以降は、仕様に合わせて token と呼びます.
-> https://github.com/fedidcg/FedCM/pull/257

id token という縛りが無くなった分、 フロントチャネルに渡るのが許容できなければ、 token を暗号化したりも選択肢とししてでてくるので、良かったのかなと感じます。

流れ

RP が、navigator.credentials.get() を呼び出すと ブラウザが IDP に設定ファイルなり、エンドポイントなりにリクエストを投げて最終的に、ブラウザにトークンを返します。RP はそれを受け取って、自身のバックエンドにトークンを使ってログインをするという流れになります。

それでは実際に実装してみます。サンプルコードでは以下のように動作します。

実装

サンプルコード
https://github.com/knwoop/fedcm-example

動作環境

  • Chome 108
  • Node.js: 16.14.0
  • Next.js: 13.0.7
  • React: 18.2.0
  • Go 1.19

IDP の実装

まず IDP の実装をまとめてみます。

  1. well-knwon ファイルを作成する
  2. IDP 設定ファイルエンドポイントの実装
  3. 各エンドポイントの実装
    1. Account List エンドポイント: IDP にログイン済みアカウント一覧を取得するエンドポイント。ブラウザが Cookie を送信することで IDP 側は、ユーザーを特定することが可能です
    2. Client Metadata エンドポイント: RP のメタデータ情報を取得するエンドポイント
    3. Identity Assertions: RP がログインするために必要なトークンを取得するためのエンドポイント

Step 1. well-knwon ファイルを作成する

まず、IDP の設定ファイルの URL を配列で持つ well-known ファイルを作成します。そしてそのファイル を IdP の eTLD+1 の /.well-known/web-identity から well-known ファイルを提供する必要があります。

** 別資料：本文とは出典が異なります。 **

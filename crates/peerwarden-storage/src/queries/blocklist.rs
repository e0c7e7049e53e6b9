// SPDX-FileCopyrightText: 2026 Peerwarden Contributors
// SPDX-License-Identifier: MIT OR Apache-2.0

//! Bans, stored as `user_level = 'ban'` on the account row.

use chrono::Utc;
use peerwarden_core::PeerwardenError;
use rusqlite::params;

use crate::database::{Database, map_tr_err, to_sql_ts};

/// Active when the ban has no expiry or it lies in the future. Accounts
/// without a user id are matched by username.
pub async fn is_blocked(
    db: &Database,
    user_id: i64,
    username: Option<&str>,
) -> Result<bool, PeerwardenError> {
    let username = username.map(str::to_string);
    let now = to_sql_ts(Utc::now());
    db.connection()
        .call(move |conn| {
            conn.query_row(
                "SELECT EXISTS (SELECT 1 FROM users \
                 WHERE user_level = 'ban' \
                   AND (premium_expires_at IS NULL OR premium_expires_at > ?3) \
                   AND (user_id = ?1 \
                        OR (user_id IS NULL AND ?2 IS NOT NULL AND LOWER(username) = LOWER(?2))))",
                params![user_id, username, now],
                |row| row.get::<_, bool>(0),
            )
        })
        .await
        .map_err(map_tr_err)
}

/// Bans indefinitely, creating the account row if needed.
pub async fn block(db: &Database, user_id: i64, reason: &str) -> Result<(), PeerwardenError> {
    let reason = reason.to_string();
    let now = to_sql_ts(Utc::now());
    db.connection()
        .call(move |conn| {
            conn.execute(
                "INSERT INTO users (user_id, user_level, premium_reason, created_at, updated_at) \
                 VALUES (?1, 'ban', ?2, ?3, ?3) \
                 ON CONFLICT(user_id) DO UPDATE SET \
                    user_level = 'ban', premium_expires_at = NULL, premium_reason = excluded.premium_reason",
                params![user_id, reason, now],
            )?;
            Ok(())
        })
        .await
        .map_err(map_tr_err)
}

pub async fn unblock(db: &Database, user_id: i64) -> Result<bool, PeerwardenError> {
    let changed = db
        .connection()
        .call(move |conn| {
            conn.execute(
                "UPDATE users SET user_level = 'basic', premium_expires_at = NULL, premium_reason = NULL \
                 WHERE user_id = ?1 AND user_level = 'ban'",
                params![user_id],
            )
        })
        .await
        .map_err(map_tr_err)?;
    Ok(changed > 0)
}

たとえば、IDP が https://accounts.idp.example/ で 配信されている場合は、https://idp.example/.well-known/web-identity にwell-known ファイルを設定する必要があります。

後述する RP 側が navigator.credentials.get() を呼び出す箇所がありがますが、そこで IDP の設定ファイルを指定して一致している必要があります。

ファイルの形式

parameter required note
ProviderURLs IDP の設定ファイルの URLs

ここが複数してできることで、一つの domain でホストされている IDPがテナント構成になっているなどで Discovery エンドポイントが path ごとに複数管理されている場合でも対応できそうです。ちょっと管理が大変ですが。。。

サンプルコードでは struct から json を返していますが、実際には静的ファイルでいいと思います。(json 書くのがめんどく...)

type WebIdentity struct {
	ProviderURLs []string `json:"provider_urls"`
}

func (s *Server) func GetWellKnownFileHandler(w http.ResponseWriter, r *http.Request) {

	// FedCM API からなのかチェック
	if !fedcm.AllowedHeader(r) {
		w.WriteHeader(http.StatusUnauthorized)
		return
	}

	wi := &fedcm.WebIdentity{
		ProviderURLs: []string{
			"http://localhost:8080/config.json",
		},
	}

	w.Header().Set("content-type", "application/json")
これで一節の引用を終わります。